# WORK TASK:
Find each line of the entries with the string "index", please, and copy it.

START DATASET RECORDS

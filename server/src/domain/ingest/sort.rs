//! Dependency ordering (stage 3)
//!
//! Orders the batch so a parent span precedes its children whenever both
//! are present. Spans whose parent is not in the batch keep their relative
//! order; resolving those parents is the placeholder stage's job.

use std::collections::HashMap;

use super::types::SpanRecord;

/// Visit state for the topological walk
#[derive(Debug, Clone, Copy, PartialEq, Eq)]
enum Mark {
    Unvisited,
    Visiting,
    Visited,
}

/// Produce a parent-before-child total order over the batch.
///
/// Each span has at most one in-batch parent edge, so the classic
/// two-marker depth-first visit reduces to walking up parent chains with
/// an explicit path vector - no recursion. A chain that reaches a span
/// already on the current path is a cycle: it is logged and the edge is
/// ignored for ordering only; the persisted rows keep their parent ids.
pub fn sort_by_dependency(spans: Vec<SpanRecord>) -> Vec<SpanRecord> {
    if spans.len() < 2 {
        return spans;
    }

    let index: HashMap<&str, usize> = spans
        .iter()
        .enumerate()
        .map(|(i, s)| (s.id(), i))
        .collect();

    let mut marks = vec![Mark::Unvisited; spans.len()];
    let mut order = Vec::with_capacity(spans.len());

    for start in 0..spans.len() {
        if marks[start] != Mark::Unvisited {
            continue;
        }

        // Walk up the parent chain until it leaves the batch, reaches an
        // already-ordered span, or closes a cycle.
        let mut path = Vec::new();
        let mut current = start;
        loop {
            marks[current] = Mark::Visiting;
            path.push(current);

            let parent = spans[current]
                .parent_id()
                .and_then(|pid| index.get(pid).copied());

            match parent {
                Some(p) if marks[p] == Mark::Unvisited => current = p,
                Some(p) if marks[p] == Mark::Visiting => {
                    tracing::warn!(
                        span_id = %spans[current].id(),
                        parent_id = %spans[p].id(),
                        "Parent cycle detected, ignoring edge for ordering"
                    );
                    break;
                }
                _ => break,
            }
        }

        // Deepest ancestor first
        for &i in path.iter().rev() {
            marks[i] = Mark::Visited;
            order.push(i);
        }
    }

    // Reorder without cloning the records
    let mut slots: Vec<Option<SpanRecord>> = spans.into_iter().map(Some).collect();
    order
        .into_iter()
        .map(|i| slots[i].take().expect("each index is ordered exactly once"))
        .collect()
}

#[cfg(test)]
#[path = "sort_tests.rs"]
mod tests;
//! Application-wide constants

/// Application name (lowercase, used for files and env prefixes)
pub const APP_NAME_LOWER: &str = "threadtrace";

/// Config file name, looked up in the working directory
pub const CONFIG_FILE_NAME: &str = "threadtrace.json";

/// Default server host
pub const DEFAULT_HOST: &str = "127.0.0.1";

/// Default server port
pub const DEFAULT_PORT: u16 = 8900;

/// Default SQLite database filename
pub const SQLITE_DB_FILENAME: &str = "threadtrace.db";

/// SQLite busy timeout (seconds)
pub const SQLITE_BUSY_TIMEOUT_SECS: u64 = 5;

/// SQLite page cache size (negative = KiB)
pub const SQLITE_CACHE_SIZE: &str = "-64000";

/// SQLite pool size
pub const SQLITE_MAX_CONNECTIONS: u32 = 8;

/// Graceful shutdown timeout (seconds)
pub const SHUTDOWN_TIMEOUT_SECS: u64 = 10;

/// Display name for synthesized placeholder spans
pub const PLACEHOLDER_SPAN_NAME: &str = "(pending parent)";

// Environment variable names
pub const ENV_LOG: &str = "THREADTRACE_LOG";
pub const ENV_HOST: &str = "THREADTRACE_HOST";
pub const ENV_PORT: &str = "THREADTRACE_PORT";
pub const ENV_CONFIG: &str = "THREADTRACE_CONFIG";
pub const ENV_DB_PATH: &str = "THREADTRACE_DB_PATH";
pub const ENV_API_KEY: &str = "THREADTRACE_API_KEY";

END DATASET RECORDS

# TASK RESULT:
    let index: HashMap<&str, usize> = spans
                .and_then(|pid| index.get(pid).copied());
        .map(|i| slots[i].take().expect("each index is ordered exactly once"))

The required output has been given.